3. It took $t = \frac{v_f}{a}$ seconds to bring each object to 100m. For the Elephant it took $\frac{0.447 m/s}{10^{-3} m/s^2} = 447s $. For the Pen it took $\frac{14.1 m/s}{1 m/s^2} = 14.1 s $.

Notice: Because the elephant was 100x more massive than the pen, it took significantly more time to push it 100m, and with a constant force it was traveling at one-tenth the velocity as the pen.

Now if we calculate the calculate the difference in kinetic energy to move the pen and elephant 100m: $$T_e = \frac{1}{2} m_e v_{ef}^2 - \frac{1}{2} m_e v_{ei}^2 = 0.5 \cdot 1000kg \cdot (0.447 m/s^2)^2 - 0.5 \cdot 1000kg \cdot (0 m/s^2)^2 = 100 J$$ $$T_p = \frac{1}{2} m_e v_{ef}^2 - \frac{1}{2} m_e v_{ei}^2 = 0.5 \cdot 1 kg \cdot (14.1 m/s^2)^2 - 0.5 \cdot 1 kg \cdot (0 m/s^2)^2 = 100 J$$

You'll derive that the kinetic energy is identical. According to the Work-Energy theorem, the difference in kinetic energy of the system is equal to the total work done on the system.
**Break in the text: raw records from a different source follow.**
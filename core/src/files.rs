//! File enumeration and per-file source units.

use std::path::{Path, PathBuf};

use globset::{Glob, GlobSet, GlobSetBuilder};
use serde::{Deserialize, Serialize};
use walkdir::{DirEntry, WalkDir};

use crate::error::ScanError;
use crate::finding::Language;
use crate::syntax::{self, SyntaxTree};
use crate::FilterPolicy;

/// A file handed to the engine by an enumerator.
#[derive(Debug, Clone)]
pub struct CandidateFile {
    pub path: PathBuf,
    /// Project-relative display path with `/` separators; the file's identity.
    pub rel: String,
    /// Pre-read contents; when absent the engine reads `path`.
    pub contents: Option<String>,
}

impl CandidateFile {
    pub fn on_disk(path: PathBuf, rel: String) -> Self {
        Self {
            path,
            rel,
            contents: None,
        }
    }

    pub fn in_memory(rel: impl Into<String>, contents: impl Into<String>) -> Self {
        let rel = rel.into();
        Self {
            path: PathBuf::from(&rel),
            rel,
            contents: Some(contents.into()),
        }
    }
}

/// A file the scan could not analyze, with the reason it was dropped.
#[derive(Debug, Clone, PartialEq, Eq, Serialize, Deserialize)]
pub struct SkippedFile {
    pub file: String,
    pub reason: String,
}

/// Output of [`enumerate`]: candidates in stable order plus files filtered out
/// for a reason worth reporting (size cap, walk errors).
#[derive(Debug, Default)]
pub struct Enumeration {
    pub files: Vec<CandidateFile>,
    pub skipped: Vec<SkippedFile>,
}

/// Walk `root` and collect candidate files according to `policy`.
pub fn enumerate(root: &Path, policy: &FilterPolicy) -> Result<Enumeration, ScanError> {
    if !root.exists() {
        return Err(ScanError::RootNotFound(root.to_path_buf()));
    }
    if !root.is_dir() {
        return Err(ScanError::NotADirectory(root.to_path_buf()));
    }
    let ignore = build_ignore_set(&policy.ignore_globs)?;
    let extensions: Vec<String> = policy
        .extensions
        .iter()
        .map(|e| e.trim_start_matches('.').to_ascii_lowercase())
        .collect();

    let mut out = Enumeration::default();
    let walker = WalkDir::new(root)
        .sort_by_file_name()
        .into_iter()
        .filter_entry(|entry| entry.depth() == 0 || keep_entry(entry, policy));

    for entry_res in walker {
        let entry = match entry_res {
            Ok(entry) => entry,
            Err(err) => {
                let file = err
                    .path()
                    .map(|p| display_path(p, root))
                    .unwrap_or_else(|| "<unknown>".into());
                tracing::warn!(file = %file, error = %err, "directory walk error");
                out.skipped.push(SkippedFile {
                    file,
                    reason: format!("walk error: {err}"),
                });
                continue;
            }
        };
        if !entry.file_type().is_file() {
            continue;
        }
        let path = entry.path();
        let rel = display_path(path, root);
        if let Some(set) = &ignore {
            if set.is_match(&rel) {
                continue;
            }
        }
        let ext = path
            .extension()
            .and_then(|s| s.to_str())
            .map(|s| s.to_ascii_lowercase())
            .unwrap_or_default();
        if !extensions.iter().any(|e| *e == ext) {
            continue;
        }
        if let Some(limit_kb) = policy.max_file_kb {
            match entry.metadata() {
                Ok(meta) if meta.len() > limit_kb * 1024 => {
                    tracing::warn!(
                        file = %rel,
                        size = meta.len(),
                        limit_kb,
                        "file exceeds size cap"
                    );
                    out.skipped.push(SkippedFile {
                        file: rel,
                        reason: format!("exceeds size cap of {limit_kb} KB"),
                    });
                    continue;
                }
                Ok(_) => {}
                Err(err) => {
                    tracing::warn!(file = %rel, error = %err, "cannot stat file");
                    out.skipped.push(SkippedFile {
                        file: rel,
                        reason: format!("unreadable metadata: {err}"),
                    });
                    continue;
                }
            }
        }
        out.files.push(CandidateFile::on_disk(path.to_path_buf(), rel));
    }
    Ok(out)
}

fn keep_entry(entry: &DirEntry, policy: &FilterPolicy) -> bool {
    let name = entry.file_name().to_string_lossy();
    if !policy.include_hidden && name.starts_with('.') {
        return false;
    }
    if entry.file_type().is_dir() {
        return !policy
            .exclude_dirs
            .iter()
            .any(|excluded| name.eq_ignore_ascii_case(excluded));
    }
    true
}

pub(crate) fn build_ignore_set(patterns: &[String]) -> Result<Option<GlobSet>, ScanError> {
    if patterns.is_empty() {
        return Ok(None);
    }
    let mut builder = GlobSetBuilder::new();
    for pattern in patterns {
        builder.add(Glob::new(pattern)?);
    }
    Ok(Some(builder.build()?))
}

fn display_path(path: &Path, root: &Path) -> String {
    let rel = path.strip_prefix(root).unwrap_or(path);
    rel.to_string_lossy().replace('\\', "/")
}

/// One analyzed file: identity, raw text and its lowered structural tree.
#[derive(Debug)]
pub struct SourceUnit {
    pub path: String,
    pub extension: String,
    pub language: Option<Language>,
    pub text: String,
    /// Absent when the language has no parser or the parse failed.
    pub tree: Option<SyntaxTree>,
}

impl SourceUnit {
    /// Build a unit and lower its syntax tree. Parse failures are logged and
    /// leave the tree empty so text-only analysis still runs.
    pub fn from_text(path: impl Into<String>, text: impl Into<String>) -> Self {
        let path = path.into();
        let text = text.into();
        let extension = Path::new(&path)
            .extension()
            .and_then(|s| s.to_str())
            .map(|s| s.to_ascii_lowercase())
            .unwrap_or_default();
        let language = Language::from_path(Path::new(&path));
        let tree = match language {
            Some(language) => match syntax::parse(language, &extension, &text) {
                Ok(tree) => Some(tree),
                Err(err) => {
                    tracing::warn!(file = %path, error = %err, "structural parse failed");
                    None
                }
            },
            None => None,
        };
        Self {
            path,
            extension,
            language,
            text,
            tree,
        }
    }

    /// Read a candidate from disk (or its pre-read contents) and parse it.
    pub fn load(candidate: &CandidateFile) -> Result<SourceUnit, SkippedFile> {
        let text = match &candidate.contents {
            Some(text) => text.clone(),
            None => std::fs::read_to_string(&candidate.path).map_err(|err| {
                tracing::warn!(file = %candidate.rel, error = %err, "unreadable file");
                SkippedFile {
                    file: candidate.rel.clone(),
                    reason: format!("unreadable: {err}"),
                }
            })?,
        };
        Ok(SourceUnit::from_text(candidate.rel.clone(), text))
    }

    pub fn file_stem(&self) -> &str {
        let name = self.path.rsplit('/').next().unwrap_or(&self.path);
        match name.find('.') {
            Some(0) | None => name,
            Some(idx) => &name[..idx],
        }
    }
}

#[cfg(test)]
mod tests {
    use super::*;
    use std::fs;

    fn write(root: &Path, rel: &str, contents: &str) {
        let path = root.join(rel);
        if let Some(parent) = path.parent() {
            fs::create_dir_all(parent).unwrap();
        }
        fs::write(path, contents).unwrap();
    }

    #[test]
    fn enumerates_in_stable_order_and_prunes_excluded_dirs() {
        let tmp = tempfile::tempdir().unwrap();
        write(tmp.path(), "src/b.ts", "export const b = 1;\n");
        write(tmp.path(), "src/a.py", "x = 1\n");
        write(tmp.path(), "node_modules/pkg/index.js", "module.exports = {};\n");
        write(tmp.path(), ".hidden/c.ts", "const c = 1;\n");
        write(tmp.path(), "README.md", "# readme\n");
        write(tmp.path(), "src/app.min.js", "var a;\n");

        let found = enumerate(tmp.path(), &FilterPolicy::default()).unwrap();
        let rels: Vec<&str> = found.files.iter().map(|f| f.rel.as_str()).collect();
        assert_eq!(rels, vec!["src/a.py", "src/b.ts"]);
        assert!(found.skipped.is_empty());
    }

    #[test]
    fn oversized_files_are_skipped_with_reason() {
        let tmp = tempfile::tempdir().unwrap();
        write(tmp.path(), "big.js", &"// filler line\n".repeat(200));
        let policy = FilterPolicy {
            max_file_kb: Some(1),
            ..FilterPolicy::default()
        };
        let found = enumerate(tmp.path(), &policy).unwrap();
        assert!(found.files.is_empty());
        assert_eq!(found.skipped.len(), 1);
        assert!(found.skipped[0].reason.contains("size cap"));
    }

    #[test]
    fn missing_root_is_fatal() {
        let err = enumerate(Path::new("/definitely/not/here"), &FilterPolicy::default())
            .unwrap_err();
        assert!(matches!(err, ScanError::RootNotFound(_)));
    }

    #[test]
    fn file_root_is_not_a_directory() {
        let tmp = tempfile::tempdir().unwrap();
        write(tmp.path(), "a.ts", "let a = 1;\n");
        let err = enumerate(&tmp.path().join("a.ts"), &FilterPolicy::default()).unwrap_err();
        assert!(matches!(err, ScanError::NotADirectory(_)));
    }

    #[test]
    fn unit_stem_strips_every_extension() {
        let unit = SourceUnit::from_text("src/foo.test.ts", "");
        assert_eq!(unit.file_stem(), "foo");
        assert_eq!(unit.language, Some(Language::TypeScript));
        let other = SourceUnit::from_text("scripts/run.sh", "# TODO: x\n");
        assert!(other.tree.is_none());
        assert_eq!(other.extension, "sh");
    }
}
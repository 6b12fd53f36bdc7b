//! Kernel oracle capability
//!
//! Selectors consume kernels as opaque similarity oracles; RBF and linear
//! implementations are provided for callers and tests.

pub mod linear;
pub mod rbf;
pub mod traits;

pub use self::linear::*;
pub use self::rbf::*;
pub use self::traits::*;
Still confused? Take a look at the power used to move the objects:

$$P = \frac{W}{t} = \frac{Fd}{t} = Fv $$

You'll find that the power used to move the elephant was 0.224 Watts and the power used to move the pen was 7 Watts. You still expended the same amount of energy for either scenario; but, you expended energy at a faster rate pushing the pen, than pushing the elephant. This may seam counter-intuitive; but, remember, you exerted 1 N of force on a friction-less surface. On surfaces with friction, we must exert enough force to overcome static friction before the object will move.

EDIT: corrected erroneous calculations.